THE opportunity to help people live ordinary lives in disasters and war conflicts is what keeps a Glengarry resident working on the front line.
Australian Red Cross worker Nola Henry has just returned from the Philippines where she worked in an emergency field hospital for six weeks treating people affected by Typhoon Haiyan in the small town of Basey on the island of Samar.
The nurse, with specialities in midwifery, child and maternal health, emergency medicine, disaster management and refugee health and a Masters in public health, has worked for the Australian Red Cross for more than 10 years.
Her work in the International Committee of the Red Cross has taken her around the world in areas affected by disaster and conflict including South Sudan, Darfur – where she was a part of a flying surgical team, Pakistan after a major earthquake in 2006 as well as Afghanistan and Libya.
“I have a range of skills because when you go, you never quite know what it’s going to be,” Ms Henry said.
Her most recent mission involved working in a hospital made entirely from containers, and assisting the community directly impacted by the typhoon, while battling 24-hour rain and living in a tent.
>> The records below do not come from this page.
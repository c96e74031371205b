use reqwest::StatusCode;
use serde::Serialize;
use thiserror::Error;

/// Why a lookup did not produce a snapshot.
///
/// The `Display` text is what the user sees in the error banner; the raw
/// transport or provider detail only ever reaches the diagnostics sink.
#[derive(Debug, Clone, Copy, PartialEq, Eq, Hash, Error, Serialize)]
#[serde(rename_all = "snake_case")]
pub enum LookupError {
    /// No API key configured; no request was issued.
    #[error("API Key is not configured. Please check your setup.")]
    MissingCredential,

    /// Provider answered 401.
    #[error("Invalid API key. Please check your configuration.")]
    InvalidCredential,

    /// Provider answered 404.
    #[error("City not found. Please check the spelling.")]
    LocationNotFound,

    /// Network failure, malformed body or any other status.
    #[error("Unable to fetch weather data. Please try again later.")]
    Unavailable,
}

impl LookupError {
    /// Classify a non-success provider status.
    pub fn from_status(status: StatusCode) -> Self {
        match status {
            StatusCode::UNAUTHORIZED => LookupError::InvalidCredential,
            StatusCode::NOT_FOUND => LookupError::LocationNotFound,
            _ => LookupError::Unavailable,
        }
    }

    pub fn banner(&self) -> String {
        self.to_string()
    }
}

#[cfg(test)]
mod tests {
    use super::*;

    #[test]
    fn status_401_is_invalid_credential() {
        assert_eq!(LookupError::from_status(StatusCode::UNAUTHORIZED), LookupError::InvalidCredential);
    }

    #[test]
    fn status_404_is_location_not_found() {
        assert_eq!(LookupError::from_status(StatusCode::NOT_FOUND), LookupError::LocationNotFound);
    }

    #[test]
    fn other_statuses_are_unavailable() {
        for status in [
            StatusCode::BAD_REQUEST,
            StatusCode::FORBIDDEN,
            StatusCode::TOO_MANY_REQUESTS,
            StatusCode::INTERNAL_SERVER_ERROR,
            StatusCode::BAD_GATEWAY,
        ] {
            assert_eq!(LookupError::from_status(status), LookupError::Unavailable, "{status}");
        }
    }

    #[test]
    fn banner_texts_are_fixed() {
        assert_eq!(
            LookupError::MissingCredential.banner(),
            "API Key is not configured. Please check your setup."
        );
        assert_eq!(
            LookupError::InvalidCredential.banner(),
            "Invalid API key. Please check your configuration."
        );
        assert_eq!(
            LookupError::LocationNotFound.banner(),
            "City not found. Please check the spelling."
        );
        assert_eq!(
            LookupError::Unavailable.banner(),
            "Unable to fetch weather data. Please try again later."
        );
    }
}
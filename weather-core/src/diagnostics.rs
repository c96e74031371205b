//! Developer-facing trace of each lookup.
//!
//! The provider reports every step to a [`DiagnosticSink`]. The default sink
//! forwards to `tracing`; tests install a recording sink instead.

use std::fmt::Debug;

use tracing::{debug, warn};

/// One observable step of a lookup.
#[derive(Debug, Clone, PartialEq, Eq)]
pub enum LookupEvent {
    /// Credential in use, already masked.
    Credential { masked: String },
    /// Request URL, with the credential masked.
    Request { url: String },
    /// Raw body of a successful response.
    Payload { body: String },
    /// Raw detail of a failed lookup.
    Failure { detail: String },
}

pub trait DiagnosticSink: Send + Sync + Debug {
    fn record(&self, event: &LookupEvent);
}

/// Default sink: `debug!` for the happy path, `warn!` for failures.
#[derive(Debug, Clone, Copy, Default)]
pub struct TracingSink;

impl DiagnosticSink for TracingSink {
    fn record(&self, event: &LookupEvent) {
        match event {
            LookupEvent::Credential { masked } => debug!(api_key = %masked, "Using API key"),
            LookupEvent::Request { url } => debug!(url = %url, "Requesting weather"),
            LookupEvent::Payload { body } => debug!(body = %body, "Weather data received"),
            LookupEvent::Failure { detail } => warn!(detail = %detail, "Weather request failed"),
        }
    }
}

const VISIBLE_PREFIX: usize = 4;

/// Keep the first four characters, star out the rest. Keys of four
/// characters or fewer are starred out entirely.
pub fn mask_credential(credential: &str) -> String {
    let keep = if credential.chars().count() > VISIBLE_PREFIX { VISIBLE_PREFIX } else { 0 };

    credential
        .chars()
        .enumerate()
        .map(|(i, c)| if i < keep { c } else { '*' })
        .collect()
}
Ms Henry said health workers were first assisting trauma-related injuries and conditions after the typhoon, but then saw exacerbations of chronic conditions, such as respiratory illness with many people living in damp homes.
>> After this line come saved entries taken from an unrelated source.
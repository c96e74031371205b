use async_trait::async_trait;
use std::fmt::Debug;

use crate::{LookupError, WeatherSnapshot};

pub mod openweather;

pub use openweather::OpenWeatherClient;

/// Remote lookup of current weather for a city.
///
/// Implementations issue at most one outbound request per call and never
/// retry. An absent or empty `credential` must short-circuit with
/// [`LookupError::MissingCredential`] before any request is made.
#[async_trait]
pub trait WeatherProvider: Send + Sync + Debug {
    async fn fetch_weather(
        &self,
        query: &str,
        credential: Option<&str>,
    ) -> Result<WeatherSnapshot, LookupError>;
}
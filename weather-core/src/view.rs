//! Rendering of the widget: the form, plus either an error banner or a
//! result panel. Nothing here classifies errors or touches the network.

use std::fmt;

use crate::model::{LookupState, WeatherSnapshot};

pub const TITLE: &str = "Weather App";
pub const PLACEHOLDER: &str = "Enter city name";
pub const TRIGGER_LABEL: &str = "Get Weather";

/// Formatted result panel.
#[derive(Debug, Clone, PartialEq, Eq)]
pub struct Panel {
    pub title: String,
    pub description: String,
    pub temperature: String,
    pub humidity: String,
    pub wind_speed: String,
}

impl Panel {
    pub fn from_snapshot(snapshot: &WeatherSnapshot) -> Self {
        Self {
            title: snapshot.location_name.clone(),
            description: snapshot.condition.clone(),
            temperature: format!("Temperature: {}°C", snapshot.temperature_c),
            humidity: format!("Humidity: {}%", snapshot.humidity_pct),
            wind_speed: format!("Wind Speed: {} m/s", snapshot.wind_speed_mps),
        }
    }

    /// Body lines below the title, top to bottom.
    pub fn lines(&self) -> [&str; 4] {
        [
            self.description.as_str(),
            self.temperature.as_str(),
            self.humidity.as_str(),
            self.wind_speed.as_str(),
        ]
    }
}

/// Everything the widget displays for one state.
///
/// At most one of `banner` and `panel` is set.
#[derive(Debug, Clone, PartialEq, Eq)]
pub struct View {
    pub input: String,
    pub banner: Option<String>,
    pub panel: Option<Panel>,
}

pub fn render(query: &str, state: &LookupState) -> View {
    let (banner, panel) = match state {
        LookupState::Empty => (None, None),
        LookupState::Failure(err) => (Some(err.banner()), None),
        LookupState::Success(snapshot) => (None, Some(Panel::from_snapshot(snapshot))),
    };

    View { input: query.to_string(), banner, panel }
}

impl fmt::Display for View {
    fn fmt(&self, f: &mut fmt::Formatter<'_>) -> fmt::Result {
        writeln!(f, "{TITLE}")?;
        if self.input.is_empty() {
            writeln!(f, "[ {PLACEHOLDER} ]")?;
        } else {
            writeln!(f, "[ {} ]", self.input)?;
        }
        writeln!(f, "< {TRIGGER_LABEL} >")?;

        if let Some(banner) = &self.banner {
            writeln!(f)?;
            writeln!(f, "{banner}")?;
        }

        if let Some(panel) = &self.panel {
            writeln!(f)?;
            writeln!(f, "{}", panel.title)?;
            for line in panel.lines() {
                writeln!(f, "{line}")?;
            }
        }

        Ok(())
    }
}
In one special case she helped a 13 year-old boy, Kenny, learn to walk again after a traffic accident eight months before the typhoon.
Bed-ridden and unable to walk, his access to local health services was limited.
“He had initial medical care, but his family couldn’t afford to keep taking him to this bigger city for follow-up care or rehabilitation,” Ms Henry said.
“He was just lying in his house not able to walk and he got some bad wounds on his back after laying in one position.”
But after treating the wounds on his back and with the help of a physiotherapist, he started to walk again, and by the time Ms Henry was about to return to Australia, he was riding a bicycle and had returned to school.
“His life is completely transformed,” she said.
However, she stressed she never worked alone, with local health services often facing the most difficult circumstances.
“We come in and obviously we don’t stay there forever. But these local health workers are usually from the area and are the ones facing the daily difficulties,” Ms Henry said.
“In the end we get a more out of it then we put back.”